In September 1836 John Allen was elected a representative from Nacogdoches to the Texas Congress. While he was serving, he and his brother decided to found the city of Houstonqv. John Allen served as congressman from Nacogdoches and on the president's staff with the rank of major. In partnership with James Pinckney Henderson he operated a shipping business. Allen was never married. He died of congestive fever on August 15, 1838, and was buried in Founders Cemetery, Houston.

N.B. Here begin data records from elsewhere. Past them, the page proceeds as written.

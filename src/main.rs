use anyhow::Context;

fn main() -> anyhow::Result<()> {
    smartops::run().context("smartops failed")
}
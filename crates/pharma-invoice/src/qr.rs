//! QR payloads for record snapshots.
//!
//! The payload is the record serialized as compact JSON; scanners show it
//! as text.

use qrcode::render::svg;
use qrcode::QrCode;
use serde::Serialize;

use crate::error::InvoiceError;

const MIN_DIMENSION: u32 = 200;

/// JSON payload for a record snapshot.
pub fn qr_payload<T: Serialize>(record: &T) -> Result<String, InvoiceError> {
    Ok(serde_json::to_string(record)?)
}

/// Draw `payload` as an SVG QR code.
pub fn render_qr_svg(payload: &str) -> Result<String, InvoiceError> {
    let code = QrCode::new(payload.as_bytes()).map_err(|e| InvoiceError::Qr(e.to_string()))?;
    Ok(code
        .render::<svg::Color<'_>>()
        .min_dimensions(MIN_DIMENSION, MIN_DIMENSION)
        .build())
}

#[cfg(test)]
mod tests {
    use super::*;

    #[derive(Serialize)]
    struct Snapshot<'a> {
        id: &'a str,
        name: &'a str,
    }

    #[test]
    fn payload_is_compact_json() {
        let p = qr_payload(&Snapshot { id: "7", name: "X" }).unwrap();
        assert_eq!(p, r#"{"id":"7","name":"X"}"#);
    }

    #[test]
    fn svg_is_rendered() {
        let svg = render_qr_svg(r#"{"id":"7"}"#).unwrap();
        assert!(svg.contains("<svg"));
    }

    #[test]
    fn oversized_payload_is_an_error() {
        let payload = "x".repeat(8000);
        assert!(matches!(render_qr_svg(&payload), Err(InvoiceError::Qr(_))));
    }
}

William Campbell Binkley, ed., Official Correspondence of the Texan Revolution, 1835–1836 (2 vols., New York: Appleton-Century, 1936). James E. Buchanan, comp. and ed., Houston: A Chronological and Documentary History, 1519–1970 (Dobbs Ferry, New York: Oceana, 1975). Diplomatic Correspondence of the Republic of Texas, ed. George Pierce Garrison (3 parts, Washington: GPO, 1908–11). Clarence Pekham Dunbar, Houston, 1836–1936: Chronology and Review (Houston: Business Research and Publications Source, 1936). Jim Hutton, Houston: A History of A Giant (Tulsa, Oklahoma: Continental Heritage, 1976). Marie Phelps McAshan, A Houston Legacy: On the Corner of Main and Texas (Houston: Gulf, 1985). Texas House of Representatives, Biographical Directory of the Texan Conventions and Congresses, 1832–1845 (Austin: Book Exchange, 1941).
The following, adapted from the Chicago Manual of Style, 15th edition, is the preferred citation for this article.Amelia W. Williams, "ALLEN, JOHN KIRBY," Handbook of Texas Online (http://www.tshaonline.org/handbook/online/articles/fal21), accessed May 20, 2013. Published by the Texas State Historical Association.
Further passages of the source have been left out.